I don't believe that I did anything that most people can't do. Just something that most don't do. If, for example, you go to college instead of studying IT, you have diverged from my path (and my recommended path.) If you wait till you are twenty to start on that path, you've diverged heavily already. If you just stick to your first jobs for a few years, diverged again.
It's not hard to start early, change jobs for opportunities often or study in your spare time. It's just that very few people decide to do that. Nothing wrong with that, but it is important to understand that the path that I took was not special in a "only a few people can do it" way, only that it was special in a "very few people will do it" way. And often the only reason that people don't do it is because they claim that they don't believe me or feel that my experience was somehow special.

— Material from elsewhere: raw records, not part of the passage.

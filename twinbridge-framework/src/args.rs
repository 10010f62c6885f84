//! CLI argument parsing for bridges.

use std::path::PathBuf;

use clap::Parser;

/// Common CLI arguments for all bridges.
///
/// Bridges embed this with `#[command(flatten)]` and add their own flags.
#[derive(Parser, Debug, Clone)]
#[command(about = "twinbridge telemetry bridge")]
pub struct BridgeArgs {
    /// Path to configuration file (JSON5 format).
    #[arg(short, long, default_value = "twinbridge.json5")]
    pub config: PathBuf,

    /// Override log level (trace, debug, info, warn, error).
    #[arg(long)]
    pub log_level: Option<String>,
}

#[cfg(test)]
mod tests {
    use super::*;

    #[test]
    fn test_args_default_config() {
        let args = BridgeArgs::try_parse_from(["bridge"]).unwrap();
        assert_eq!(args.config, PathBuf::from("twinbridge.json5"));
        assert_eq!(args.log_level, None);
    }

    #[test]
    fn test_args_overrides() {
        let args =
            BridgeArgs::try_parse_from(["bridge", "-c", "site.json5", "--log-level", "debug"])
                .unwrap();
        assert_eq!(args.config, PathBuf::from("site.json5"));
        assert_eq!(args.log_level.as_deref(), Some("debug"));
    }
}
//! CRUD operations over the `books` collection.
//!
//! [`BookRecordService`] takes already-extracted string fields, validates and converts
//! them, and issues exactly one store command per call. It keeps no state of its own
//! besides the injected store, so a single instance can serve concurrent requests.

use bson::Document as BsonDocument;

use bookstore_core::{
    backend::StoreBackend,
    collection::TypedCollection,
    document::Document,
    query::{Filter, Query, Update},
    store::DocumentStore,
};

use crate::{
    book::{Book, fields},
    error::{BookError, BookResult},
};

const CREATE_INCOMPLETE: &str = "Bad request. All fields must be complete.";
const UPDATE_INCOMPLETE: &str = "Bad request. Fields can't be empty.";
const ISBN_REQUIRED: &str = "Bad request. Isbn is required.";
const CREATE_BAD_PRICE: &str = "Not acceptable. Price must be a number.";
const UPDATE_BAD_PRICE: &str = "Not acceptable. Enter number for price.";
const INTERNAL: &str = "Internal server error.";

/// Book record facade over a document store.
///
/// # Example
///
/// ```ignore
/// use bookstore::{memory::InMemoryStore, service::BookRecordService, store::DocumentStore};
///
/// let service = BookRecordService::new(DocumentStore::new(InMemoryStore::new()));
///
/// let book = service.create("111", "T", "A", "9.99").await?;
/// assert_eq!(service.get_one("111").await?, book);
/// ```
#[derive(Debug)]
pub struct BookRecordService<B: StoreBackend> {
    store: DocumentStore<B>,
    collection: String,
}

impl<B: StoreBackend> BookRecordService<B> {
    /// Creates a service over the default `books` collection.
    pub fn new(store: DocumentStore<B>) -> Self {
        Self {
            store,
            collection: Book::collection_name().to_string(),
        }
    }

    /// Uses `name` instead of the default collection.
    pub fn with_collection(mut self, name: impl Into<String>) -> Self {
        self.collection = name.into();
        self
    }

    pub fn collection_name(&self) -> &str {
        &self.collection
    }

    pub fn store(&self) -> &DocumentStore<B> {
        &self.store
    }

    /// Gives the store back, e.g. to shut it down.
    pub fn into_store(self) -> DocumentStore<B> {
        self.store
    }

    fn books(&self) -> TypedCollection<'_, B, Book> {
        self.store.typed_collection_named::<Book>(&self.collection)
    }

    /// Returns every stored book in store order.
    pub async fn list_all(&self) -> BookResult<Vec<Book>> {
        Ok(self.books().find(Query::all()).await?)
    }

    /// Returns the first book with `isbn`, or the zero value if there is none.
    ///
    /// # Errors
    ///
    /// [`BookError::Validation`] for an empty isbn; [`BookError::Store`] if the lookup fails.
    pub async fn get_one(&self, isbn: &str) -> BookResult<Book> {
        if isbn.is_empty() {
            return Err(BookError::validation(ISBN_REQUIRED));
        }

        Ok(self
            .books()
            .find(Query::filtered(Filter::eq(fields::ISBN, isbn)))
            .await?
            .into_iter()
            .next()
            .unwrap_or_default())
    }

    /// Inserts a new book and returns it as built from the input.
    ///
    /// No check is made for an existing book with the same isbn.
    ///
    /// # Errors
    ///
    /// [`BookError::Validation`] if any field is empty, [`BookError::Conversion`] if the
    /// price is not a number, [`BookError::Internal`] (with the store's message) if the
    /// insert fails.
    pub async fn create(&self, isbn: &str, title: &str, author: &str, price: &str) -> BookResult<Book> {
        let book = build_book(isbn, title, author, price, CREATE_INCOMPLETE, CREATE_BAD_PRICE)?;

        self.books()
            .insert_one(&book)
            .await
            .map_err(|e| BookError::Internal(format!("{INTERNAL} {e}")))?;

        Ok(book)
    }

    /// Sets title, author and price on the first book with `isbn`.
    ///
    /// Returns the book built from the input whether or not anything matched.
    ///
    /// # Errors
    ///
    /// Validation and conversion as for [`create`](Self::create); a failed update
    /// surfaces as [`BookError::Store`].
    pub async fn update(&self, isbn: &str, title: &str, author: &str, price: &str) -> BookResult<Book> {
        let book = build_book(isbn, title, author, price, UPDATE_INCOMPLETE, UPDATE_BAD_PRICE)?;

        self.books()
            .update_one(
                Filter::eq(fields::ISBN, book.isbn.as_str()),
                Update::set(replacement_fields(&book)),
            )
            .await?;

        Ok(book)
    }

    /// Removes every book with `isbn`. Removing nothing is not an error.
    ///
    /// # Errors
    ///
    /// [`BookError::Validation`] for an empty isbn; [`BookError::Internal`] if the delete
    /// fails. The store's message is not included.
    pub async fn delete(&self, isbn: &str) -> BookResult<()> {
        if isbn.is_empty() {
            return Err(BookError::validation(ISBN_REQUIRED));
        }

        self.books()
            .delete_many(Filter::eq(fields::ISBN, isbn))
            .await
            .map_err(|_| BookError::Internal(INTERNAL.to_string()))?;

        Ok(())
    }
}

/// The `$set` part of an update: everything except the isbn it is matched on.
fn replacement_fields(book: &Book) -> BsonDocument {
    let mut set = BsonDocument::new();

    set.insert(fields::TITLE, book.title.as_str());
    set.insert(fields::AUTHOR, book.author.as_str());
    set.insert(fields::PRICE, book.price);

    set
}

fn build_book(
    isbn: &str,
    title: &str,
    author: &str,
    price: &str,
    incomplete: &str,
    bad_price: &str,
) -> BookResult<Book> {
    if isbn.is_empty() || title.is_empty() || author.is_empty() || price.is_empty() {
        return Err(BookError::validation(incomplete));
    }

    Ok(Book {
        isbn: isbn.to_string(),
        title: title.to_string(),
        author: author.to_string(),
        price: parse_price(price).ok_or_else(|| BookError::conversion(bad_price))?,
    })
}

/// Parses at 64-bit precision and narrows to `f32`.
///
/// A finite value too large for `f32` is rejected rather than stored as infinity.
fn parse_price(text: &str) -> Option<f32> {
    let wide = text.parse::<f64>().ok()?;
    let narrow = wide as f32;

    if wide.is_finite() && narrow.is_infinite() {
        return None;
    }

    Some(narrow)
}
//! Core traits for document representation and serialization.

use bson::{
    Document as BsonDocument,
    de::deserialize_from_document,
    ser::serialize_to_document,
};
use serde::{Serialize, de::DeserializeOwned};

use crate::error::StoreResult;

/// Trait implemented by every type stored through a typed collection.
///
/// The type's serde representation is the persisted document shape, so field renames
/// belong on the struct.
///
/// # Example
///
/// ```ignore
/// use bookstore_core::document::Document;
/// use serde::{Serialize, Deserialize};
///
/// #[derive(Debug, Clone, Serialize, Deserialize)]
/// #[serde(rename_all = "PascalCase")]
/// pub struct Book {
///     pub isbn: String,
///     pub title: String,
/// }
///
/// impl Document for Book {
///     fn collection_name() -> &'static str {
///         "books"
///     }
/// }
/// ```
pub trait Document: Serialize + DeserializeOwned + Send + Sync + Clone + 'static {
    /// Returns the default name of the collection this document belongs to.
    fn collection_name() -> &'static str;
}

/// Conversion helpers between a [`Document`] and its BSON form.
///
/// Automatically implemented for all types that implement [`Document`].
pub trait DocumentExt: Document {
    /// Serializes this value into a BSON document.
    ///
    /// # Errors
    ///
    /// Returns an error if the value does not serialize to a document.
    fn to_document(&self) -> StoreResult<BsonDocument>;

    /// Deserializes a value from a BSON document.
    ///
    /// # Errors
    ///
    /// Returns an error if a field is missing or has an incompatible type.
    fn from_document(document: BsonDocument) -> StoreResult<Self>;
}

impl<D: Document> DocumentExt for D {
    fn to_document(&self) -> StoreResult<BsonDocument> {
        Ok(serialize_to_document(self)?)
    }

    fn from_document(document: BsonDocument) -> StoreResult<Self> {
        Ok(deserialize_from_document(document)?)
    }
}
//! Process-level wiring: bind, serve until interrupted, release the store.

use std::sync::Arc;

use thiserror::Error;
use tokio::net::TcpListener;
use tracing::{info, warn};

use bookstore_core::{backend::StoreBackend, error::StoreError, store::DocumentStore};

use crate::{
    config::Config,
    http::{AppState, router},
    service::BookRecordService,
};

#[derive(Error, Debug)]
pub enum StartupError {
    #[error("store error: {0}")]
    Store(#[from] StoreError),
    #[error("io error: {0}")]
    Io(#[from] std::io::Error),
    #[error("{0}")]
    Unsupported(String),
}

/// Serves the book routes over `backend` until Ctrl-C, then shuts the backend down.
///
/// # Errors
///
/// Fails if the collection cannot be created, the listen address cannot be bound, the
/// server stops abnormally, or the backend reports an error on shutdown.
pub async fn serve<B: StoreBackend + 'static>(backend: B, config: &Config) -> Result<(), StartupError> {
    let service = Arc::new(
        BookRecordService::new(DocumentStore::new(backend)).with_collection(config.collection.clone()),
    );

    // Touches the store once, so an unreachable database fails startup instead of the
    // first request.
    service.store().create_collection(service.collection_name()).await?;

    let app = router(AppState::new(service.clone(), config.request_timeout()));
    let listener = TcpListener::bind(&config.listen).await?;

    info!(
        address = %listener.local_addr()?,
        collection = service.collection_name(),
        "bookstore listening"
    );

    axum::serve(listener, app)
        .with_graceful_shutdown(shutdown_signal())
        .await?;

    info!("server stopped, shutting down store");

    // The router and every in-flight request hold a clone; once serve returns only
    // ours is left.
    match Arc::try_unwrap(service) {
        Ok(service) => service.into_store().shutdown().await?,
        Err(_) => warn!("store still in use, skipping shutdown"),
    }

    Ok(())
}

async fn shutdown_signal() {
    if let Err(e) = tokio::signal::ctrl_c().await {
        warn!(error = %e, "failed to listen for ctrl-c");
        std::future::pending::<()>().await;
    }
}
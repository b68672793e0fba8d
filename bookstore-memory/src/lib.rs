//! In-memory document storage backend for the bookstore.
//!
//! This crate provides a thread-safe, in-memory implementation of the `StoreBackend` trait.
//! It is used by the test suite and by the server when started with `--backend memory`.
//!
//! # Features
//!
//! - **Thread-safe access** - Concurrent reads and writes using async-aware RwLock
//! - **Insertion order** - `find` returns documents in the order they were inserted
//! - **Numeric-aware filters** - Int and double field values compare equal when numerically equal
//!
//! # Quick Start
//!
//! ```ignore
//! use bookstore_core::{backend::StoreBackendBuilder, store::DocumentStore};
//! use bookstore_memory::InMemoryStore;
//!
//! let store = DocumentStore::new(InMemoryStore::builder().build().await?);
//! ```

pub mod store;
pub mod evaluator;

pub use store::{InMemoryStore, InMemoryStoreBuilder};
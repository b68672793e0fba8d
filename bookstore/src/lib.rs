//! Book record service over a document store.
//!
//! This crate is the entry point of the bookstore. It defines the [`Book`](book::Book)
//! record, the [`BookRecordService`](service::BookRecordService) that validates input and
//! issues one store command per operation, and an HTTP surface in front of it. Storage
//! comes from the `bookstore-core` abstraction and one of its backends.
//!
//! # Features
//!
//! - **Create, list, show, update and delete** books keyed by isbn
//! - **Classified errors** - validation, conversion and internal failures map to 400, 406 and 500
//! - **Request deadline** - every store command runs under a configurable timeout
//! - **Multiple backends** - in-memory for tests and development, MongoDB for deployment
//!
//! # Quick Start
//!
//! ```ignore
//! use bookstore::{prelude::*, memory::InMemoryStore};
//!
//! #[tokio::main]
//! async fn main() {
//!     let store = DocumentStore::new(InMemoryStore::builder().build().await.unwrap());
//!     let service = BookRecordService::new(store);
//!
//!     service.create("111", "The Title", "The Author", "9.99").await.unwrap();
//!
//!     let book = service.get_one("111").await.unwrap();
//!     assert_eq!(book.price, 9.99);
//!
//!     service.delete("111").await.unwrap();
//!     assert!(service.get_one("111").await.unwrap().is_empty());
//!
//!     service.into_store().shutdown().await.unwrap();
//! }
//! ```
//!
//! # Backends
//!
//! - [`memory`] - Process-local storage for development and testing
//! - [`mongodb`] - Persistent MongoDB backend (requires `mongodb` feature)

pub mod book;
pub mod config;
pub mod error;
pub mod http;
pub mod prelude;
pub mod server;
pub mod service;
pub mod telemetry;

pub use bookstore_core::{backend, collection, document, query, store};

// Re-export BSON types for convenience
pub use bson;

/// In-memory storage backend implementations.
pub mod memory {
    pub use bookstore_memory::{InMemoryStore, InMemoryStoreBuilder};
}

/// MongoDB storage backend implementations.
///
/// This module is only available when the `mongodb` feature is enabled.
#[cfg(feature = "mongodb")]
pub mod mongodb {
    pub use bookstore_mongodb::{MongoDbStore, MongoDbStoreBuilder};
}
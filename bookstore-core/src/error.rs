//! Failures reported by storage backends.
//!
//! Every backend operation returns [`StoreResult<T>`]. The variants only say which layer
//! failed; the message carries whatever the backend or driver reported.

use bson::error::Error as BsonError;
use thiserror::Error;

#[derive(Error, Debug)]
pub enum StoreError {
    /// A value could not be encoded to, or decoded from, BSON.
    #[error("Serialization error: {0}")]
    Serialization(String),
    /// The backend could not be set up, e.g. an unparsable connection string.
    #[error("Initialization error: {0}")]
    Initialization(String),
    /// The backend rejected or failed a command (connectivity, timeouts, server faults).
    #[error("Backend error: {0}")]
    Backend(String),
}

pub type StoreResult<T> = Result<T, StoreError>;

impl From<BsonError> for StoreError {
    fn from(err: BsonError) -> Self {
        StoreError::Serialization(err.to_string())
    }
}
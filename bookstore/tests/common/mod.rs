//! Stub backend shared by the integration tests.
#![allow(dead_code)]

use std::{fmt, sync::Arc, time::Duration};

use async_trait::async_trait;
use bson::{Document, doc};
use mea::mutex::Mutex;

use bookstore::{
    backend::StoreBackend,
    error::{StoreError, StoreResult},
    query::{Filter, Query, Update, UpdateOutcome},
};

/// A store command as the backend received it.
#[derive(Debug, Clone, PartialEq)]
pub enum Call {
    Find(Query),
    InsertOne(Document),
    UpdateOne(Filter, Update),
    DeleteMany(Filter),
}

/// Backend that records every command and answers from canned data.
///
/// Clones share the recorded calls, so a test keeps one handle for inspection while the
/// service owns another.
#[derive(Clone)]
pub struct RecordingStore {
    calls: Arc<Mutex<Vec<Call>>>,
    found: Vec<Document>,
    fail: Option<String>,
    delay: Option<Duration>,
}

impl RecordingStore {
    pub fn new() -> Self {
        Self {
            calls: Arc::new(Mutex::new(Vec::new())),
            found: Vec::new(),
            fail: None,
            delay: None,
        }
    }

    /// Every `find` answers with `docs`.
    pub fn returning(mut self, docs: Vec<Document>) -> Self {
        self.found = docs;
        self
    }

    /// Every command fails with a backend error carrying `message`.
    pub fn failing(mut self, message: &str) -> Self {
        self.fail = Some(message.to_string());
        self
    }

    /// Every command sleeps for `delay` before answering.
    pub fn delayed(mut self, delay: Duration) -> Self {
        self.delay = Some(delay);
        self
    }

    pub async fn calls(&self) -> Vec<Call> {
        self.calls.lock().await.clone()
    }

    async fn record(&self, call: Call) -> StoreResult<()> {
        self.calls.lock().await.push(call);

        if let Some(delay) = self.delay {
            tokio::time::sleep(delay).await;
        }

        match &self.fail {
            Some(message) => Err(StoreError::Backend(message.clone())),
            None => Ok(()),
        }
    }
}

impl fmt::Debug for RecordingStore {
    fn fmt(&self, f: &mut fmt::Formatter<'_>) -> fmt::Result {
        f.debug_struct("RecordingStore")
            .field("fail", &self.fail)
            .field("delay", &self.delay)
            .finish_non_exhaustive()
    }
}

#[async_trait]
impl StoreBackend for RecordingStore {
    async fn find(&self, query: Query, _collection: &str) -> StoreResult<Vec<Document>> {
        self.record(Call::Find(query)).await?;

        Ok(self.found.clone())
    }

    async fn insert_one(&self, document: Document, _collection: &str) -> StoreResult<()> {
        self.record(Call::InsertOne(document)).await
    }

    async fn update_one(
        &self,
        filter: Filter,
        update: Update,
        _collection: &str,
    ) -> StoreResult<UpdateOutcome> {
        self.record(Call::UpdateOne(filter, update)).await?;

        Ok(UpdateOutcome::default())
    }

    async fn delete_many(&self, filter: Filter, _collection: &str) -> StoreResult<u64> {
        self.record(Call::DeleteMany(filter)).await?;

        Ok(0)
    }

    async fn create_collection(&self, _name: &str) -> StoreResult<()> {
        Ok(())
    }

    async fn list_collections(&self) -> StoreResult<Vec<String>> {
        Ok(Vec::new())
    }
}

pub fn book_doc(isbn: &str, title: &str, author: &str, price: f32) -> Document {
    doc! { "Isbn": isbn, "Title": title, "Author": author, "Price": price as f64 }
}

But I can tell you, random guy that I worked at a grocery store with decided to do the same thing as me, same time. He was younger and had a little less background that I did. We studied together, contracted together, did all the shit jobs together. He had no degree, very few certs and none that applied to what he did. But he's a "name your price" consultant in Austin. Sure, he lagged a few years behind me on salary, but we were always close. He had no background similar to mine - different high schools, different families completely, different cultural background... but he followed my "hey let's get into IT this way" and he was making $200K in his 20s no problem.
Very few (like single digit percentage) people in their 20s are actually career minded in that way. That's my entire point. Even though it is possible, it's pretty far from likely to happen. Plus, those of us who are around your age had zero access to these revelations that you now post online. Additionally, many people change their minds about what career to pursue as they go from HS to college or working. Very few people have the laser like focus on "I want my career to be this" when they are in freaking grade school. I think you're failing to look at what actually happens in the real world for the bulk of people that exist. Sure, anyone could do what you did, but how many even know that such a path (skip college, go to work) even exists??? Very few when I was that age. Think about the realistic type of life that the vast majority of people live... it's nothing like yours. That's my point. You are drawing your conclusions based on what a few individuals (like count them on one hand few) have done vs. the other 98%, which is what most of the rest of us here are.
All that being said, I wouldn't trade the life experiences I've gained by not having a laser focused career path for all the money in the world. If I had gone into any field in middle/high school like you did, I would be a shell of a man, or would have eaten a bullet long ago. Life is for living, not working. I was at least 30 before I had any idea what I wanted to do when/if I ever grew up. Still not 100% sure on that.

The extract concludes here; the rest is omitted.